Andreas Mai, director-smart connected vehicles at U.S.-based computer-networking company Cisco Systems, argues more intricate technology in cars might cause problems now, but it eventually will lead to more thorough quality control.
“With vehicles becoming more connected, you have a wonderful opportunity to do remote diagnostics and see if there is any malfunction in your vehicle’s architecture,” he says. “The more vehicle manufacturers move toward connecting their vehicles and building this capability into their vehicles, we will have, actually, less recalls at the end of the day.”
National authorities should use similar information systems to track safety issues, according to EU Consumer Protection Commissioner Neven Mimica.
“Non-compliant unsafe consumer goods still circulate on the market in Europe,” he says at a briefing in Brussels, noting government market-surveillance authorities should check each time if a dangerous product notified by another country is present within their own territory.

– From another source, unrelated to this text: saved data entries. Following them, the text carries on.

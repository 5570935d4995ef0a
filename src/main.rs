//! Summa Digest CLI - chunked document summarisation
//!
//! The application logic is contained in lib.rs, and this file is responsible
//! for parsing arguments and handling top-level errors.

use anyhow::Context;
use clap::{CommandFactory, Parser, Subcommand};
use clap_complete::Shell;
use colored::Colorize;
use std::path::PathBuf;
use summa_digest::source::Source;
use summa_digest::{chunk, merge, provider, summarize_all, Config, RuleTokenizer, SummaryAgent};
use tracing_subscriber::EnvFilter;

#[derive(Parser)]
#[command(name = "summa-digest")]
#[command(author, version, about = "Chunked LLM summarisation of long documents", long_about = None)]
struct Cli {
    /// Log debug output (overridden by RUST_LOG)
    #[arg(short, long, global = true)]
    verbose: bool,

    #[command(subcommand)]
    command: Commands,
}

#[derive(Subcommand)]
enum Commands {
    /// Summarise a document from a file path or URL
    Summarise {
        /// File path or http(s) URL
        input: String,
        /// Maximum words per chunk
        #[arg(long)]
        max_words: Option<usize>,
        /// Path to summa.toml
        #[arg(long)]
        config: Option<PathBuf>,
        /// Also write the report to this file
        #[arg(short, long)]
        output: Option<PathBuf>,
    },
    /// Show how a document would be chunked, without calling a model
    Chunks {
        /// File path or http(s) URL
        input: String,
        /// Maximum words per chunk
        #[arg(long)]
        max_words: Option<usize>,
        /// Path to summa.toml
        #[arg(long)]
        config: Option<PathBuf>,
    },
    /// Generate shell completions
    Completions {
        shell: Shell,
    },
}

#[tokio::main]
async fn main() -> anyhow::Result<()> {
    let cli = Cli::parse();
    init_tracing(cli.verbose);

    match cli.command {
        Commands::Summarise {
            input,
            max_words,
            config,
            output,
        } => {
            let config = load_config(config, max_words)?;
            let document = Source::parse(&input).load().await?;
            let tokenizer = RuleTokenizer::new();

            let chunks = chunk(&document.text, config.chunking.max_words, &tokenizer);
            println!(
                "{} {} ({} chunks, max {} words each)\n",
                "Summarising".bold(),
                document.title.as_deref().unwrap_or(&document.origin),
                chunks.len(),
                config.chunking.max_words
            );

            let client = provider::from_config(&config)?;
            let agent = SummaryAgent::new(client, &config.agent);
            let summaries = summarize_all(&agent, &chunks).await;
            let report = merge(&summaries);

            println!("{}", "=== FINAL SUMMARY ===".green().bold());
            println!("{}", report);

            if let Some(path) = output {
                let header = format!(
                    "# {} - {}\n\n",
                    document.origin,
                    chrono::Local::now().format("%Y-%m-%d %H:%M")
                );
                std::fs::write(&path, header + &report)
                    .with_context(|| format!("failed to write {}", path.display()))?;
                println!("Report written to {}", path.display());
            }
        }
        Commands::Chunks {
            input,
            max_words,
            config,
        } => {
            let config = load_config(config, max_words)?;
            let document = Source::parse(&input).load().await?;
            let max_words = config.chunking.max_words;
            let chunks = chunk(&document.text, max_words, &RuleTokenizer::new());

            println!("Split into {} chunks\n", chunks.len());
            for (i, c) in chunks.iter().enumerate() {
                let label = format!("--- Chunk {} ({} words) ---", i + 1, c.word_count());
                if c.is_oversized(max_words) {
                    println!("{} {}", label.yellow(), "[single oversized sentence]".yellow());
                } else {
                    println!("{}", label.cyan());
                }
                println!("{}\n", preview(&c.text(), 20));
            }
        }
        Commands::Completions { shell } => {
            clap_complete::generate(
                shell,
                &mut Cli::command(),
                "summa-digest",
                &mut std::io::stdout(),
            );
        }
    }

    Ok(())
}

/// Logs go to stderr so the report on stdout stays clean
fn init_tracing(verbose: bool) {
    let fallback = if verbose { "debug" } else { "info" };
    let filter = EnvFilter::try_from_default_env().unwrap_or_else(|_| EnvFilter::new(fallback));
    tracing_subscriber::fmt()
        .with_env_filter(filter)
        .with_writer(std::io::stderr)
        .init();
}

fn load_config(path: Option<PathBuf>, max_words: Option<usize>) -> anyhow::Result<Config> {
    let mut config = match path {
        Some(path) => Config::load_from(&path)?,
        None => Config::load()?,
    };
    if let Some(max_words) = max_words {
        config.chunking.max_words = max_words;
        config.validate()?;
    }
    Ok(config)
}

/// The first `words` whitespace-separated words, with an ellipsis if cut
fn preview(text: &str, words: usize) -> String {
    let mut parts = text.split_whitespace();
    let head: Vec<&str> = parts.by_ref().take(words).collect();
    if parts.next().is_some() {
        format!("{} ...", head.join(" "))
    } else {
        head.join(" ")
    }
}
//! Sequential driver that feeds chunks through the summarization agent.

use crate::agent::SummaryAgent;
use crate::chunker::Chunk;
use crate::summary::SummaryRecord;
use tracing::{info, warn};

/// Summarize every chunk in order, keeping only the ones that succeeded.
///
/// Chunks run one at a time so that report order and first-seen action
/// item precedence both follow document order. A failed chunk is logged and
/// skipped; the run itself never fails.
pub async fn summarize_all(agent: &SummaryAgent, chunks: &[Chunk]) -> Vec<SummaryRecord> {
    let mut summaries = Vec::with_capacity(chunks.len());

    for (index, chunk) in chunks.iter().enumerate() {
        let number = index + 1;
        info!(chunk = number, words = chunk.word_count(), "summarising chunk");

        match agent.summarize(&chunk.text()).await {
            Some(record) => {
                info!(chunk = number, heading = %record.heading, "chunk summarised");
                summaries.push(record);
            }
            None => warn!(chunk = number, "no valid summary, skipping chunk"),
        }
    }

    info!(
        succeeded = summaries.len(),
        skipped = chunks.len() - summaries.len(),
        "all chunks processed"
    );
    summaries
}

#[cfg(test)]
mod tests {
    use super::*;
    use crate::agent::{AgentError, ModelClient};
    use crate::chunker::chunk;
    use crate::tokenizer::RuleTokenizer;
    use async_trait::async_trait;

    /// Answers based on a marker word in the prompt
    struct MarkerClient;

    #[async_trait]
    impl ModelClient for MarkerClient {
        async fn invoke(&self, prompt: &str) -> Result<String, AgentError> {
            if prompt.contains("Broken") {
                Err(AgentError::RequestFailed("connection reset".to_string()))
            } else if prompt.contains("Alpha") {
                Ok(r#"{"heading": "Alpha", "main_point": "A.", "action_items": ["a"]}"#.to_string())
            } else {
                Ok(r#"{"heading": "Gamma", "main_point": "G.", "action_items": ["g"]}"#.to_string())
            }
        }
    }

    #[tokio::test]
    async fn test_failed_chunks_are_skipped_in_order() {
        let tok = RuleTokenizer::new();
        let chunks = chunk("Alpha one two. Broken three four. Gamma five six.", 4, &tok);
        assert_eq!(chunks.len(), 3);

        let agent = SummaryAgent::with_max_attempts(Box::new(MarkerClient), 2);
        let summaries = summarize_all(&agent, &chunks).await;

        let headings: Vec<&str> = summaries.iter().map(|s| s.heading.as_str()).collect();
        assert_eq!(headings, vec!["Alpha", "Gamma"]);
    }

    #[tokio::test]
    async fn test_no_chunks_no_summaries() {
        let agent = SummaryAgent::with_max_attempts(Box::new(MarkerClient), 2);
        assert!(summarize_all(&agent, &[]).await.is_empty());
    }
}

Recalls often can mean months of damage control and public-relations initiatives, but Louise Wallis, head of business development for the U.K.-based Retail Motor Industry Federation, says in some cases a recall can improve a company’s reputation, depending on how it handles the action and its aftermath.
“If they do it right, it can work for them,” she says. “Whendid their big recall a couple of years ago, they’ve actually built a lot of public trust out of it because they did a very good job with the recall. They were very organized (and) they kept customers informed.”
Bruce Belzowski, director of automotive analysis at the University of Michigan agrees, adding the increase in product recalls in recent years means concerns about recalls’ effect on consumer loyalty no longer is as serious.
“In the early days of recalls, that might have been a problem, but not anymore. Consumers are used to it now, and they give the manufacturer credit for getting it right.”